The FDA has accepted and will review an sBLA for isatuximab for the treatment of patients with relapsed or refractory multiple myeloma. The target action date for the FDA decision is April 30, 2020. Isatuximab is an investigational monoclonal antibody that targets a specific epitope on the CD38 receptor of plasma cells. 

The sBLA is based on positive results from ICARIA-MM, an open-label, pivotal phase III clinical trial of isatuximab in patients with relapsed or refractory multiple myeloma. ICARIA-MM is the first positive randomized phase III trial to evaluate an antibody in combination with pomalidomide and dexamethasone. Results from this trial were presented at the 2019 ASCO Annual Meeting and the 2019 European Society of Hematology Annual Meeting.  

FDA Accepts sBLAs for Pembrolizumab 6-Week Dosing Schedule for Melanoma and Multiple Other Indications

The FDA has accepted for review six sBLAs to update the dosing frequency for pembrolizumab, a programmed cell death protein 1 inhibitor, to include an every-6-week dosing schedule option. The sBLA is seeking FDA approval of a 400 mg every-6-week dose infused over 30 minutes for pembrolizumab indications in melanoma, classical Hodgkin lymphoma, primary mediastinal large B-cell lymphoma, gastric cancer, hepatocellular carcinoma, and Merkel cell carcinoma. 

If approved by the FDA, the every-6-week dose would be available for use in adults in addition to the currently approved dose of pembrolizumab at 200 mg every 3 weeks infused over 30 minutes.
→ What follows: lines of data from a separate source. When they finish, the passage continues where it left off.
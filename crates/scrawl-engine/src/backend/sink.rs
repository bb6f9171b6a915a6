use crate::coords::{ColorRgba, Mat3x2, Rect};
use crate::state::{BlendState, RasterizerState, SamplerState, ShaderStage, StageShader};
use crate::tess::{IndexType, Vertex2D};

/// Graphics-API boundary invoked during flushing, and only then.
///
/// Call pattern per flush:
/// 1. `upload_vertices`/`upload_indices` once per non-empty batch;
/// 2. for each draw, the `bind_*`/`update_*`/`set_scissor` calls for state
///    fields that changed since the previous draw, then one `draw_indexed`.
///
/// Implementations never see redundant binds for unchanged fields and must
/// not assume any bind before the first draw of a flush beyond what the
/// flusher reports.
pub trait BackendSink {
    fn upload_vertices(&mut self, batch: usize, vertices: &[Vertex2D]);

    fn upload_indices(&mut self, batch: usize, indices: &[IndexType]);

    fn bind_blend_state(&mut self, state: BlendState);

    fn bind_rasterizer_state(&mut self, state: RasterizerState);

    fn bind_sampler_state(&mut self, stage: ShaderStage, slot: usize, state: SamplerState);

    /// Binds either the standard shader or a registered override for one
    /// stage. Implementations resolve override handles through their own
    /// registry; a stale handle falls back to the standard shader.
    fn bind_shader(&mut self, stage: ShaderStage, shader: StageShader);

    fn update_transform_constants(&mut self, local: Mat3x2, camera: Mat3x2);

    fn update_color_constants(&mut self, mul: ColorRgba, add: ColorRgba);

    /// `None` restores the full-viewport scissor.
    fn set_scissor(&mut self, rect: Option<Rect>);

    fn draw_indexed(&mut self, batch: usize, index_offset: u32, index_count: u32);
}
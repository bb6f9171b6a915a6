/// Texture minification/magnification filter.
#[derive(Debug, Copy, Clone, Eq, PartialEq, Hash)]
pub enum TextureFilter {
    Nearest,
    Linear,
}

/// Texture coordinate wrapping behavior.
#[derive(Debug, Copy, Clone, Eq, PartialEq, Hash)]
pub enum AddressMode {
    Clamp,
    Repeat,
    Mirror,
}

/// Shader stage owning a sampler slot or a shader override.
#[derive(Debug, Copy, Clone, Eq, PartialEq, Hash)]
pub enum ShaderStage {
    Vertex,
    Pixel,
}

impl ShaderStage {
    pub const COUNT: usize = 2;

    #[inline]
    pub const fn index(self) -> usize {
        match self {
            ShaderStage::Vertex => 0,
            ShaderStage::Pixel => 1,
        }
    }
}

/// Sampler slots addressable per shader stage.
pub const MAX_SAMPLER_SLOTS: usize = 8;

/// Sampler configuration for one stage/slot.
#[derive(Debug, Copy, Clone, Eq, PartialEq, Hash)]
pub struct SamplerState {
    pub filter: TextureFilter,
    pub address_u: AddressMode,
    pub address_v: AddressMode,
}

impl SamplerState {
    pub const CLAMP_LINEAR: SamplerState = SamplerState {
        filter: TextureFilter::Linear,
        address_u: AddressMode::Clamp,
        address_v: AddressMode::Clamp,
    };

    pub const CLAMP_NEAREST: SamplerState = SamplerState {
        filter: TextureFilter::Nearest,
        address_u: AddressMode::Clamp,
        address_v: AddressMode::Clamp,
    };

    pub const REPEAT_LINEAR: SamplerState = SamplerState {
        filter: TextureFilter::Linear,
        address_u: AddressMode::Repeat,
        address_v: AddressMode::Repeat,
    };
}

impl Default for SamplerState {
    #[inline]
    fn default() -> Self {
        Self::CLAMP_LINEAR
    }
}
The FDA has set a target action date of February 18, 2020.

Expanded Indication for FoundationOne CDx as a Companion Diagnostic for Olaparib

The FDA approved FoundationOne CDx to be used as a companion diagnostic for olaparib for first-line maintenance therapy in BRCA-mutated advanced ovarian cancer. FoundationOne CDx is an FDA-approved comprehensive genomic-profiling test for all solid tumors that incorporates multiple companion diagnostics. FoundationOne CDx detects BRCA1 and BRCA2 mutations, including both germline and somatic mutations.

In December of 2018, the FDA approved olaparib for use as maintenance treatment of adult patients with deleterious or suspected deleterious germline or somatic BRCA-mutated advanced epithelial ovarian, fallopian tube, or primary peritoneal cancer who are in complete or partial response to first-line platinum-based chemotherapy.

The content in this post has not been reviewed by the American Society of Clinical Oncology, Inc. (ASCO®) and does not necessarily reflect the ideas and opinions of ASCO®.